The January Duo was founded in January of 2015 when multi-instrumentalist Payton Scott and classically trained singer Sara Grace Carmical met in high school.Shortly after, Chris Scott, bassist, trumpet player, and Atlanta Symphony Chorus alum (and Payton’s dad) joined up to accompany the Duo. They have enjoyed playing traditional music from all over the world for audiences on two continents.
Sara Grace Carmical has ten years of classical voice training and is currently a sophomore voice and biology major at Emory University. Payton Scott started playing banjo in the ninth grade. Soon after that he expanded to the guitar, accordion, mandolin, bass, Celtic drum, and dulcimer. Payton has honed his craft under the tutelage of Frank Hamilton and Jens Krüger. He currently serves as an instructor at the Frank Hamilton Folk School.
From folk to bluegrass to old-time to gospel and blues, the January Duo look forward to bringing their arrangements of a wide range of classic tunes to their first appearance at Fiddler’ Green.

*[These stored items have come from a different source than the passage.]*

use crate::{CodeIndex, ItemType};
use serde::{Deserialize, Serialize};

/// Payment card. Every field is optional here; required-ness is decided by the editor.
#[derive(Debug, Clone, Default, PartialEq, Eq, Serialize, Deserialize)]
#[serde(default)]
pub struct Card {
    pub cardholder_name: Option<String>,
    pub number: Option<String>,
    /// Index into the `ExpiryMonths` code list.
    pub exp_month: Option<CodeIndex>,
    pub exp_year: Option<String>,
    /// Index into the `CardBrands` code list.
    pub brand: Option<CodeIndex>,
    pub code: Option<String>,
}

#[derive(Debug, Clone, Default, PartialEq, Eq, Serialize, Deserialize)]
#[serde(default)]
pub struct LoginUri {
    pub uri: Option<String>,
    /// Index into the `UriMatchTypes` code list; `None` means the client default.
    pub match_type: Option<CodeIndex>,
}

#[derive(Debug, Clone, Default, PartialEq, Eq, Serialize, Deserialize)]
#[serde(default)]
pub struct Login {
    pub username: Option<String>,
    pub password: Option<String>,
    pub totp: Option<String>,
    pub uris: Vec<LoginUri>,
}

#[derive(Debug, Clone, Default, PartialEq, Eq, Serialize, Deserialize)]
#[serde(default)]
pub struct SecureNote {
    /// 0 is the generic note kind, the only one clients create today.
    pub note_type: u32,
}

#[derive(Debug, Clone, Default, PartialEq, Eq, Serialize, Deserialize)]
#[serde(default)]
pub struct Identity {
    /// Index into the `IdentityTitles` code list.
    pub title: Option<CodeIndex>,
    pub first_name: Option<String>,
    pub middle_name: Option<String>,
    pub last_name: Option<String>,
    pub company: Option<String>,
    pub email: Option<String>,
    pub phone: Option<String>,
    pub address1: Option<String>,
    pub address2: Option<String>,
    pub city: Option<String>,
    pub state: Option<String>,
    pub postal_code: Option<String>,
    pub country: Option<String>,
    pub ssn: Option<String>,
    pub passport_number: Option<String>,
    pub license_number: Option<String>,
}

#[derive(Debug, Clone, PartialEq, Eq, Serialize, Deserialize)]
#[serde(rename_all = "lowercase")]
pub enum ItemDetails {
    Login(Login),
    SecureNote(SecureNote),
    Card(Card),
    Identity(Identity),
}

impl ItemDetails {
    #[must_use]
    pub const fn item_type(&self) -> ItemType {
        match self {
            ItemDetails::Login(_) => ItemType::Login,
            ItemDetails::SecureNote(_) => ItemType::SecureNote,
            ItemDetails::Card(_) => ItemType::Card,
            ItemDetails::Identity(_) => ItemType::Identity,
        }
    }
}

impl From<Card> for ItemDetails {
    fn from(card: Card) -> Self {
        ItemDetails::Card(card)
    }
}

impl From<Login> for ItemDetails {
    fn from(login: Login) -> Self {
        ItemDetails::Login(login)
    }
}

impl From<SecureNote> for ItemDetails {
    fn from(note: SecureNote) -> Self {
        ItemDetails::SecureNote(note)
    }
}

impl From<Identity> for ItemDetails {
    fn from(identity: Identity) -> Self {
        ItemDetails::Identity(identity)
    }
}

The local band CJ Jones and the Spirit Bones will also make its Fiddler’s Green debut. The group plays original songs that “sound like Commander Cody, Mojo Nixon and Hunter S. Thompson had a three-way mutant love child with an intellectual edge,” according to Candler Park resident and Emory professor Ted Pettus. the band leader.
Their concept album The Odyssey of Cledus Jeremiah Jones is built around Pettus’s creation, an Appalachian prophet of that name. Jones’ pronouncements on spirituality (“It ain’t religion if it ain’t got snakes”) and spirits (“Smoke away my memory, drink away my pain”) have attracted an eclectic following in Atlanta’s funky Americana music scene. Pettus composed the songs.
Four other brilliant musicians put meat on the Spirit Bones:
CJ Jones and the Spirit Bones has been seen around Atlanta at the Clermont Lounge, Red Light Café, The Earl, Inman Park Festival and Lake Claire Land Trust, among other venues.